» **PROBLEM TO SOLVE**: Using only the records, tally the lines with "nSteps" in them and state that total by itself.

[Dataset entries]
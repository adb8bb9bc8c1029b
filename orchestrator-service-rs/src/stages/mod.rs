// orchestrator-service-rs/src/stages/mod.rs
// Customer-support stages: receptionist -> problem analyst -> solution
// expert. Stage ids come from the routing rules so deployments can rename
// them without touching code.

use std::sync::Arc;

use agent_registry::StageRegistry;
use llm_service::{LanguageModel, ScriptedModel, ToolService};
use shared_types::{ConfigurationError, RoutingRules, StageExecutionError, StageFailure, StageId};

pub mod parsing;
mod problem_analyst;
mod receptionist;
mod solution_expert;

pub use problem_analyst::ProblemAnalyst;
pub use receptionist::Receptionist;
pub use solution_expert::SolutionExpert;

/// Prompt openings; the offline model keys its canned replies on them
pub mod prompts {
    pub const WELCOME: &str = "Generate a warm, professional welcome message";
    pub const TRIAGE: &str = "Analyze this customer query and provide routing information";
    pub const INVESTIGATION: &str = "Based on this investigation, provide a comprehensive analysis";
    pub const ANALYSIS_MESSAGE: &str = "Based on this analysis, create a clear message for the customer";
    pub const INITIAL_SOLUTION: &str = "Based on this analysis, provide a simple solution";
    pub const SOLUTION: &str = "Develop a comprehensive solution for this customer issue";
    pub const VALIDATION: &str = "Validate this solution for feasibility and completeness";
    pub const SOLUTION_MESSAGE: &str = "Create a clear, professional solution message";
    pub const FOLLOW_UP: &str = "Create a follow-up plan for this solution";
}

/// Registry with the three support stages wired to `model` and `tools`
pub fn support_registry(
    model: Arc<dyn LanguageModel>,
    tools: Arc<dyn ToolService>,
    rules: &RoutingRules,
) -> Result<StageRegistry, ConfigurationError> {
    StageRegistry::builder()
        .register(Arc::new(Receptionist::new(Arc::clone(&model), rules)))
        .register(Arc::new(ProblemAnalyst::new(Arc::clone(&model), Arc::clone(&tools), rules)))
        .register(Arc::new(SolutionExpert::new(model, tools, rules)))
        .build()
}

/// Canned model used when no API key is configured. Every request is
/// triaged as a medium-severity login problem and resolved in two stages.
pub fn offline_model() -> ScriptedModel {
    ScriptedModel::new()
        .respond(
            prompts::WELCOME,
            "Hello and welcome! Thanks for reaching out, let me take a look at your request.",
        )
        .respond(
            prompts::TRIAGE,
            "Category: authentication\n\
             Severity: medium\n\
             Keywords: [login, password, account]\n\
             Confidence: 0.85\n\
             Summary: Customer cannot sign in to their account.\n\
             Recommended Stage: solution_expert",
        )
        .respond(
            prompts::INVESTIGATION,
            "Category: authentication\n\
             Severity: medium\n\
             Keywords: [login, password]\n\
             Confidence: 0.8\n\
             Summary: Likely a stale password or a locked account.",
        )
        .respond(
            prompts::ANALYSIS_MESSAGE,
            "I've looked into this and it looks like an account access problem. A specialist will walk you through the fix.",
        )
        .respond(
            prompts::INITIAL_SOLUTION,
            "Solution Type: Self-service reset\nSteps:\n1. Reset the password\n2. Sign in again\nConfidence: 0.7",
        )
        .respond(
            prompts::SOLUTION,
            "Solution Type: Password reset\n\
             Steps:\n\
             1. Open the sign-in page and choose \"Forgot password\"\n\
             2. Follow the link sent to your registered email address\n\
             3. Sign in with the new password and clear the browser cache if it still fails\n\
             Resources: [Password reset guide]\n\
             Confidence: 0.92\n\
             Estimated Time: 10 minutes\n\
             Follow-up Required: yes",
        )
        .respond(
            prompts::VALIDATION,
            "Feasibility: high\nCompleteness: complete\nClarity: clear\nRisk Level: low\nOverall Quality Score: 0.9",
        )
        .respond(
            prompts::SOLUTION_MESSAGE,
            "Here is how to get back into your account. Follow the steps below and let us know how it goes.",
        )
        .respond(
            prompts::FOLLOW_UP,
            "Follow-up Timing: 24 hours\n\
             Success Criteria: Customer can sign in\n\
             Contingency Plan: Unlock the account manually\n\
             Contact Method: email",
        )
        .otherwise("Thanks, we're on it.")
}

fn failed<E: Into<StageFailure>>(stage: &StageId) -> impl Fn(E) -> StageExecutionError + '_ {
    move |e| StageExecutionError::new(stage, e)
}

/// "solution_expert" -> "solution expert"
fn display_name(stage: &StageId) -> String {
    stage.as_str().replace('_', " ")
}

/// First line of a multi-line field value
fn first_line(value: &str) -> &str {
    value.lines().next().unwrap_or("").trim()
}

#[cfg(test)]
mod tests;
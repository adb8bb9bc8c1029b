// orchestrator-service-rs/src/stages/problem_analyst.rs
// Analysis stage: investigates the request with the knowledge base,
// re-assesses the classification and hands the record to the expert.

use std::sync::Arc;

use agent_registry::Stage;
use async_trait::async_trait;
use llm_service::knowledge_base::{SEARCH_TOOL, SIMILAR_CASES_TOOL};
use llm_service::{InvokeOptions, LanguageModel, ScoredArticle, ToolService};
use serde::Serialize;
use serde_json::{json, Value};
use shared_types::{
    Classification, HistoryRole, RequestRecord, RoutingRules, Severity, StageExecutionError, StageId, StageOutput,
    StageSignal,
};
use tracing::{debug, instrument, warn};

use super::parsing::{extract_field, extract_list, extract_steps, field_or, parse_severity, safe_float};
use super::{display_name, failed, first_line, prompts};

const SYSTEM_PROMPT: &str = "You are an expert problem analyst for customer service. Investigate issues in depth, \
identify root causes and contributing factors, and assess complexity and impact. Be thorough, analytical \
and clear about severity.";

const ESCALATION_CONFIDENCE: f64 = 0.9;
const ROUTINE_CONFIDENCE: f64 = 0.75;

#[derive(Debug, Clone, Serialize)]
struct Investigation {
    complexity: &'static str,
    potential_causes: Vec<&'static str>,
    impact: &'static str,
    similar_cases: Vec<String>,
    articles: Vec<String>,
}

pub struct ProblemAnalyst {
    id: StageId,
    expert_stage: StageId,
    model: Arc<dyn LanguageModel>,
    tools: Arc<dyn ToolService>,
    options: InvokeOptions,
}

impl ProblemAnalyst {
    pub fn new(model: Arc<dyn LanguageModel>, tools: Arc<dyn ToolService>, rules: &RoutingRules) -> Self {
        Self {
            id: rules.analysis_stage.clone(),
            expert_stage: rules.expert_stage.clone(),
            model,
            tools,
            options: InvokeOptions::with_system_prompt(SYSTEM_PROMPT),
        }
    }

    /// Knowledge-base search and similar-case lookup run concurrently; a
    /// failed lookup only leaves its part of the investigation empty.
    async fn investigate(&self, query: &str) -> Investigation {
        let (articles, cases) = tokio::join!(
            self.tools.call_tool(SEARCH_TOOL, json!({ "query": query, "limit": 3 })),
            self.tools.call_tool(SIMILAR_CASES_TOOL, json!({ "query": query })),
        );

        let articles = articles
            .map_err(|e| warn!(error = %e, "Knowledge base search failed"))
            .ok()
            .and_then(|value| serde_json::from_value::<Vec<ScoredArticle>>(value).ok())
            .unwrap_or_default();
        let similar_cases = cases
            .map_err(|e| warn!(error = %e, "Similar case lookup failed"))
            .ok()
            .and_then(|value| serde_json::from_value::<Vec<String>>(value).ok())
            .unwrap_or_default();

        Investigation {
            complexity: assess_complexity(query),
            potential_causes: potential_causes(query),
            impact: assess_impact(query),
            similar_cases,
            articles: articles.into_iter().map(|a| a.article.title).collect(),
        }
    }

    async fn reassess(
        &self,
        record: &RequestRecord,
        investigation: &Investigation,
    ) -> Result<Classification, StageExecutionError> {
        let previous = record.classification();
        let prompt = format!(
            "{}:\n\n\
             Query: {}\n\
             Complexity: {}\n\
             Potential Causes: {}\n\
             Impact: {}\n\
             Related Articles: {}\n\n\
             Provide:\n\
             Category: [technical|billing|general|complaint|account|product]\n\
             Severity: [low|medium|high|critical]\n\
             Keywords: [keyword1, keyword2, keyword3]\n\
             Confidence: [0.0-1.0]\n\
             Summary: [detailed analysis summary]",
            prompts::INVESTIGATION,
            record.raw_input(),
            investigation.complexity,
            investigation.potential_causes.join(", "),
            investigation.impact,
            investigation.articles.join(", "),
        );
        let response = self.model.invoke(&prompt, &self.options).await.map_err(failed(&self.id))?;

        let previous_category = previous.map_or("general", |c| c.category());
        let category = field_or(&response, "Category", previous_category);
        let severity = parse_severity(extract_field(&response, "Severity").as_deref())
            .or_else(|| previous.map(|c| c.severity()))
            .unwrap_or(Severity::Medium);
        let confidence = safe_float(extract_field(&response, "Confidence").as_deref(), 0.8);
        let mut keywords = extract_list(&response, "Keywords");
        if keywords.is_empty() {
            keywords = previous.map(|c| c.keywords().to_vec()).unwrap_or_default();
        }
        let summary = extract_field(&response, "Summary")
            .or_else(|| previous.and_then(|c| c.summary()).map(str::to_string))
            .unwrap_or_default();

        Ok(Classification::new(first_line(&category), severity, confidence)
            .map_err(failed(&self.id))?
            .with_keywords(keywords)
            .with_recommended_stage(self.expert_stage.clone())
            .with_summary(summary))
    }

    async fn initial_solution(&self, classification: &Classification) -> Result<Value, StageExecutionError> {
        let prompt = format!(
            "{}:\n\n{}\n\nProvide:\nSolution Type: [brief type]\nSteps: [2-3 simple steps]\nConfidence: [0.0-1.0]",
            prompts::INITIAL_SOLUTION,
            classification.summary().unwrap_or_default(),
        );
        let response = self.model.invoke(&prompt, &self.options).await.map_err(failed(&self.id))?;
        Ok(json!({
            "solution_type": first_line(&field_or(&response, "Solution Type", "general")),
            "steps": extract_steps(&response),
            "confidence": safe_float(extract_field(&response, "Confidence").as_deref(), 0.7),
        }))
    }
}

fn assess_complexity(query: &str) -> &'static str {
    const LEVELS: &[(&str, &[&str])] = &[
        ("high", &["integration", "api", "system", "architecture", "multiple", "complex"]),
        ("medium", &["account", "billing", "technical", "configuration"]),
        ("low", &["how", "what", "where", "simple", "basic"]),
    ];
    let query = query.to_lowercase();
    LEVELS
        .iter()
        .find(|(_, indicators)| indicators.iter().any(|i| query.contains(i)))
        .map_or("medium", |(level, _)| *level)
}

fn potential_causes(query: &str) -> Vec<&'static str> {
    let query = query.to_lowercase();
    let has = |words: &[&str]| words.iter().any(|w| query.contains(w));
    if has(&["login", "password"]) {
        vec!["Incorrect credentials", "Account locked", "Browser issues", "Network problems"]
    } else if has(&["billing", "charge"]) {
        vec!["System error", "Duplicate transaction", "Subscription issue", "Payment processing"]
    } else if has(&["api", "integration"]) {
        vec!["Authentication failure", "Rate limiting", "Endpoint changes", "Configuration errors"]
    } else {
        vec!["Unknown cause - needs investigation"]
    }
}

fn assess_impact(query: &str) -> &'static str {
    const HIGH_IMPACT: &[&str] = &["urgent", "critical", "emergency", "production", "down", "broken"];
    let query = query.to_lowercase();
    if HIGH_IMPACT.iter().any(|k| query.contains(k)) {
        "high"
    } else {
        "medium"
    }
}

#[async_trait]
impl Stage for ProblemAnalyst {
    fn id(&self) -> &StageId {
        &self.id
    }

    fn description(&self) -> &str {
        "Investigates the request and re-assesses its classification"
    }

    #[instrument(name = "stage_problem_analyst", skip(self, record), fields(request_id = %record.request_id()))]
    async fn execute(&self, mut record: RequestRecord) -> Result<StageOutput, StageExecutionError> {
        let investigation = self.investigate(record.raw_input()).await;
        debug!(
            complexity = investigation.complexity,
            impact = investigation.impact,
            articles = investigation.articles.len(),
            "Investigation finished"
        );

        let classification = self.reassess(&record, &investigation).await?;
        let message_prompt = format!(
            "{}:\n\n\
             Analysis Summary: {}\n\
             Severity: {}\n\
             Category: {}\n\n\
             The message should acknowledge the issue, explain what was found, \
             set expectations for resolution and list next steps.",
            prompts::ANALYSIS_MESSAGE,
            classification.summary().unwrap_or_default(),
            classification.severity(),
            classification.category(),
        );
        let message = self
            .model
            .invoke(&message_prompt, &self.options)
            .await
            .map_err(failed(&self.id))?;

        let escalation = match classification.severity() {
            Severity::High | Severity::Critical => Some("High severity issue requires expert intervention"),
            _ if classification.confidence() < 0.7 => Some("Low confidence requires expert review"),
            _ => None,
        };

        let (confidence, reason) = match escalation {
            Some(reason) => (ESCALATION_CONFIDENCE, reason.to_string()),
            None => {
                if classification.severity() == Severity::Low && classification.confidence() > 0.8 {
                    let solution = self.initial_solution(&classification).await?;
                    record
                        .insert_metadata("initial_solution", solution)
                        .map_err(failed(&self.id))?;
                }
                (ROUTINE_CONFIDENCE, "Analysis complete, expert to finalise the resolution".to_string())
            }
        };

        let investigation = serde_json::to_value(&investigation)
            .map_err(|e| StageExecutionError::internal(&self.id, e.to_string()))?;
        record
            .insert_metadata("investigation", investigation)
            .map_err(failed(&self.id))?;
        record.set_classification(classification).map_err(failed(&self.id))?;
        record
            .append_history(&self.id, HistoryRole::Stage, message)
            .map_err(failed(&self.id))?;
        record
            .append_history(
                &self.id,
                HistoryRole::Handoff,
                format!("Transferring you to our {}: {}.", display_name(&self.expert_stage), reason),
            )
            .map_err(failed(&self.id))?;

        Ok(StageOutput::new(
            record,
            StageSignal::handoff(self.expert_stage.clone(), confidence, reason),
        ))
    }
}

» **SOLUTION BELOW**: 2